The U.S. and Britain tried unsuccessfully to overthrow the communist government and install a new one that would have been pro-Western and composed largely of monarchists and collaborators with Italian fascists and Nazis.

Germany, 1950s:

The CIA orchestrated a wide-ranging campaign of sabotage, terrorism, dirty tricks, and psychological warfare against East Germany. This was one of the factors which led to the building of the Berlin Wall in 1961.

Iran, 1953:

Prime Minister Mossadegh was overthrown in a joint U.S./British operation. Mossadegh had been elected to his position by a large majority of parliament, but he had made the fateful mistake of spearheading the movement to nationalize a British-owned oil company, the sole oil company operating in Iran. The coup restored the Shah to absolute power and began a period of 25 years of repression and torture, with the oil industry being restored to foreign ownership, as follows: Britain and the U.S., each 40 percent, other nations 20 percent.

Guatemala, 1953-1990s:

A CIA-organized coup overthrew the democratically-elected and progressive government of Jacobo Arbenz, initiating 40 years of death-squads, torture, disappearances, mass executions, and unimaginable cruelty, totaling well over 100,000 victims -indisputably one of the most inhuman chapters of the 20th century. Arbenz had nationalized the U.S. firm, United Fruit Company, which had extremely close ties to the American power elite. As justification for the coup, Washington declared that Guatemala had been on the verge of a Soviet takeover, when in fact the Russians had so little interest in the country that it didn't even maintain diplomatic relations.
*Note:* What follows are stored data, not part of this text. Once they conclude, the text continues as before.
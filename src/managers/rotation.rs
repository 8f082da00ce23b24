//! Remote artifact rotation
//!
//! Listings are assumed chronological (names embed a sortable timestamp), so
//! the oldest artifacts are the first ones listed. Listings are never re-sorted.

use crate::error::RotationError;
use crate::job::NamePattern;
use crate::utils::transfer_ops::Session;
use tracing::{debug, info, warn};

/// Names to delete so that at most `retention_count` remain
///
/// A retention count of 0 disables rotation and selects nothing.
pub fn select_expired(listing: &[String], retention_count: u32) -> Vec<String> {
    let keep = retention_count as usize;
    if keep == 0 || listing.len() <= keep {
        return Vec::new();
    }
    listing[..listing.len() - keep].to_vec()
}

/// Keeps the newest `retention_count` remote artifacts per pattern
#[derive(Debug, Clone, Copy)]
pub struct RotationPolicy {
    retention_count: u32,
}

impl RotationPolicy {
    pub fn new(retention_count: u32) -> Self {
        Self { retention_count }
    }

    pub fn is_enabled(&self) -> bool {
        self.retention_count > 0
    }

    /// List artifacts matching `pattern` and delete the expired ones
    ///
    /// Returns the names actually deleted. Does not touch the server when
    /// rotation is disabled. A failed delete does not stop the others.
    pub fn rotate(
        &self,
        session: &mut dyn Session,
        pattern: &NamePattern,
    ) -> Result<Vec<String>, RotationError> {
        if !self.is_enabled() {
            debug!("Rotation disabled, skipping {}", pattern);
            return Ok(Vec::new());
        }

        let listing = session.list(pattern).map_err(RotationError::List)?;
        let expired = select_expired(&listing, self.retention_count);

        if expired.is_empty() {
            debug!(
                "{} remote artifact(s) match {}, within retention of {}",
                listing.len(),
                pattern,
                self.retention_count
            );
            return Ok(Vec::new());
        }

        info!(
            "Rotating {}: {} found, keeping {}, deleting {}",
            pattern,
            listing.len(),
            self.retention_count,
            expired.len()
        );

        let mut deleted = Vec::with_capacity(expired.len());
        let mut failed = Vec::new();
        for name in &expired {
            match session.delete(name) {
                Ok(()) => deleted.push(name.clone()),
                Err(e) => {
                    warn!("Failed to delete expired artifact {}: {}", name, e);
                    failed.push(name.clone());
                }
            }
        }

        if !failed.is_empty() {
            return Err(RotationError::Delete {
                attempted: expired.len(),
                deleted,
                failed,
            });
        }

        Ok(deleted)
    }
}
//! Backup job model: what one invocation backs up and how artifacts are named
//!
//! Remote names follow `<name>_<timestamp>.<ext>`. The timestamp format sorts
//! lexicographically in chronological order, which rotation relies on.

use crate::config::{Config, DatabaseConfig, NotificationSpec};
use crate::error::{JobError, UsageError};
use chrono::{Local, NaiveDateTime};
use std::ffi::OsString;
use std::path::{Path, PathBuf};
use std::time::Duration;

/// Timestamp embedded in every artifact name of a run
pub const TIMESTAMP_FORMAT: &str = "%Y-%m-%d_%H:%M:%S";

/// Invocation-time choices (decoded from the CLI)
#[derive(Debug, Clone, Default)]
pub struct BackupRequest {
    /// Directory to archive
    pub directory: Option<PathBuf>,
    /// Overrides `backup_policy.name`
    pub name: Option<String>,
    /// Overrides `notification.to`
    pub email: Option<String>,
    /// Also dump the configured database
    pub use_database: bool,
}

/// What to back up. At least one source is always set.
#[derive(Debug, Clone)]
pub struct Sources {
    directory: Option<PathBuf>,
    database: Option<DatabaseConfig>,
}

impl Sources {
    pub fn new(
        directory: Option<PathBuf>,
        database: Option<DatabaseConfig>,
    ) -> Result<Self, UsageError> {
        if directory.is_none() && database.is_none() {
            return Err(UsageError::NoOperationSelected);
        }
        Ok(Self { directory, database })
    }

    pub fn directory(&self) -> Option<&Path> {
        self.directory.as_deref()
    }

    pub fn database(&self) -> Option<&DatabaseConfig> {
        self.database.as_ref()
    }

    /// Artifact kinds in production and upload order
    pub fn kinds(&self) -> Vec<ArtifactKind> {
        let mut kinds = Vec::with_capacity(2);
        if self.directory.is_some() {
            kinds.push(ArtifactKind::Zip);
        }
        if self.database.is_some() {
            kinds.push(ArtifactKind::Dump);
        }
        kinds
    }
}

/// A single backup run, fixed at construction
#[derive(Debug, Clone)]
pub struct BackupJob {
    pub name: String,
    pub sources: Sources,
    pub timestamp: String,
    pub retention_count: u32,
    pub temp_directory: PathBuf,
    pub dump_timeout: Duration,
    /// Notification settings with any recipient override applied
    pub notification: Option<NotificationSpec>,
}

impl BackupJob {
    /// Resolve the job for a run starting now
    pub fn resolve(config: &Config, request: &BackupRequest) -> Result<Self, JobError> {
        Self::resolve_at(config, request, Local::now().naive_local())
    }

    /// Resolve the job with an explicit start time
    pub fn resolve_at(
        config: &Config,
        request: &BackupRequest,
        started: NaiveDateTime,
    ) -> Result<Self, JobError> {
        let database = if request.use_database {
            let database = config.database.clone().ok_or_else(|| {
                crate::config::ConfigError::MissingSection("database".to_string())
            })?;
            Some(database)
        } else {
            None
        };

        let sources = Sources::new(request.directory.clone(), database)?;

        let name = request
            .name
            .clone()
            .filter(|n| !n.trim().is_empty())
            .unwrap_or_else(|| config.backup_policy.name.clone());

        let notification = config.notification.as_ref().map(|spec| match request.email {
            Some(ref email) => spec.with_recipient(email),
            None => spec.clone(),
        });

        Ok(Self {
            name,
            sources,
            timestamp: started.format(TIMESTAMP_FORMAT).to_string(),
            retention_count: config.backup_policy.retention_count,
            temp_directory: crate::config::expand_tilde(&config.backup_policy.temp_directory),
            dump_timeout: config.backup_policy.dump_timeout(),
            notification,
        })
    }

    /// `<name>_<timestamp>`, shared by every artifact of the run
    pub fn artifact_stem(&self) -> String {
        format!("{}_{}", self.name, self.timestamp)
    }

    /// Local path every artifact extends with its own extension
    pub fn destination_prefix(&self) -> PathBuf {
        self.temp_directory.join(self.artifact_stem())
    }

    /// Pattern selecting this backup family's remote artifacts of one kind
    pub fn pattern(&self, kind: ArtifactKind) -> NamePattern {
        NamePattern::new(&self.name, Some(kind))
    }
}

#[derive(Debug, Clone, Copy, PartialEq, Eq)]
pub enum ArtifactKind {
    /// Compressed directory archive
    Zip,
    /// Database dump
    Dump,
}

impl ArtifactKind {
    pub fn extension(&self) -> &'static str {
        match self {
            ArtifactKind::Zip => "zip",
            ArtifactKind::Dump => "sql",
        }
    }
}

impl std::fmt::Display for ArtifactKind {
    fn fmt(&self, f: &mut std::fmt::Formatter<'_>) -> std::fmt::Result {
        match self {
            ArtifactKind::Zip => write!(f, "directory archive"),
            ArtifactKind::Dump => write!(f, "database dump"),
        }
    }
}

/// A produced backup file awaiting upload
#[derive(Debug, Clone, PartialEq, Eq)]
pub struct Artifact {
    pub local_path: PathBuf,
    pub remote_name: String,
    pub kind: ArtifactKind,
}

impl Artifact {
    /// Artifact at `<prefix>.<ext>`; the remote name is the file name
    pub fn from_prefix(prefix: &Path, kind: ArtifactKind) -> Self {
        let mut local: OsString = prefix.as_os_str().to_owned();
        local.push(".");
        local.push(kind.extension());
        let local_path = PathBuf::from(local);

        let remote_name = local_path
            .file_name()
            .map(|n| n.to_string_lossy().into_owned())
            .unwrap_or_default();

        Self {
            local_path,
            remote_name,
            kind,
        }
    }
}

/// Remote artifact selector: `<name>_*` with an optional extension
#[derive(Debug, Clone, PartialEq, Eq)]
pub struct NamePattern {
    prefix: String,
    extension: Option<&'static str>,
}

impl NamePattern {
    pub fn new(name: &str, kind: Option<ArtifactKind>) -> Self {
        Self {
            prefix: format!("{}_", name),
            extension: kind.map(|k| k.extension()),
        }
    }

    /// Matches every name
    pub fn any() -> Self {
        Self {
            prefix: String::new(),
            extension: None,
        }
    }

    /// Matches `<name>_*` of any kind, or everything without a name
    pub fn for_listing(name: Option<&str>) -> Self {
        match name {
            Some(name) if !name.is_empty() => Self::new(name, None),
            _ => Self::any(),
        }
    }

    /// Match `<name>_<timestamp>.<ext>` against the final path segment of a listed name
    ///
    /// Everything between the prefix and the extension must be a full
    /// timestamp, so family `db` never claims `db_prod_*` artifacts.
    pub fn matches(&self, listed: &str) -> bool {
        let base = listed.rsplit('/').next().unwrap_or(listed);
        if self.prefix.is_empty() {
            return true;
        }

        let Some(rest) = base.strip_prefix(&self.prefix) else {
            return false;
        };
        let Some((stamp, ext)) = rest.rsplit_once('.') else {
            return false;
        };
        if self.extension.is_some_and(|expected| ext != expected) {
            return false;
        }
        NaiveDateTime::parse_from_str(stamp, TIMESTAMP_FORMAT).is_ok()
    }
}

impl std::fmt::Display for NamePattern {
    fn fmt(&self, f: &mut std::fmt::Formatter<'_>) -> std::fmt::Result {
        match self.extension {
            Some(ext) => write!(f, "{}*.{}", self.prefix, ext),
            None => write!(f, "{}*", self.prefix),
        }
    }
}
The real problem in the eyes of Washington, in addition to United Fruit, was the danger of Guatemala's social democracy spreading to other countries in Latin America.

Middle East, 1956-58:

The Eisenhower Doctrine stated that the United States "is prepared to use armed forces to assist" any Middle East country "requesting assistance against armed aggression from any country controlled by international communism." The English translation of this was that no one would be allowed to dominate, or have excessive influence over, the middle east and its oil fields except the United States, and that anyone who tried would be, by definition, "Communist." In keeping with this policy, the United States twice attempted to overthrow the Syrian government, staged several shows-of-force in the Mediterranean to intimidate movements opposed to U.S.-supported governments in Jordan and Lebanon, landed 14,000 troops in Lebanon, and conspired to overthrow or assassinate Nasser of Egypt and his troublesome middle-east nationalism.

Indonesia, 1957-58:

Sukarno, like Nasser, was the kind of Third World leader the United States could not abide. He took neutralism in the cold war seriously, making trips to the Soviet Union and China (though to the White House as well). He nationalized many private holdings of the Dutch, the former colonial power. He refused to crack down on the Indonesian Communist Party, which was walking the legal, peaceful road and making impressive gains electorally. Such policies could easily give other Third World leaders "wrong ideas." The CIA began throwing money into the elections, plotted Sukarno's assassination, tried to blackmail him with a phony sex film, and joined forces with dissident military officers to wage a full-scale war against the government. Sukarno survived it all.

British Guiana/Guyana, 1953-64:

For 11 years, two of the oldest democracies in the world, Great Britain and the United States, went to great lengths to prevent a democratically elected leader from occupying his office. Cheddi Jagan was another Third World leader who tried to remain neutral and independent. He was elected three times. Although a leftist-more so than Sukarno or Arbenz-his policies in office were not revolutionary. But he was still a marked man, for he represented Washington's greatest fear: building a society that might be a successful example of an alternative to the capitalist model. Using a wide variety of tactics-from general strikes and disinformation to terrorism and British legalisms, the U. S. and Britain finally forced Jagan out in 1964. John F. Kennedy had given a direct order for his ouster, as, presumably, had Eisenhower.

One of the better-off countries in the region under Jagan, Guyana, by the 1980s, was one of the poorest. Its principal export became people.

Vietnam, 1950-73:

The slippery slope began with siding with ~ French, the former colonizers and collaborators with the Japanese, against Ho Chi Minh and his followers who had worked closely with the Allied war effort and admired all things American. Ho Chi Minh was, after all, some kind of Communist. He had written numerous letters to President Truman and the State Department asking for America's help in winning Vietnamese independence from the French and finding a peaceful solution for his country. All his entreaties were ignored. Ho Chi Minh modeled the new Vietnamese declaration of independence on the American, beginning it with "All men are created equal. They are endowed by their Creator with ..." But this would count for nothing in Washington. Ho Chi Minh was some kind of Communist.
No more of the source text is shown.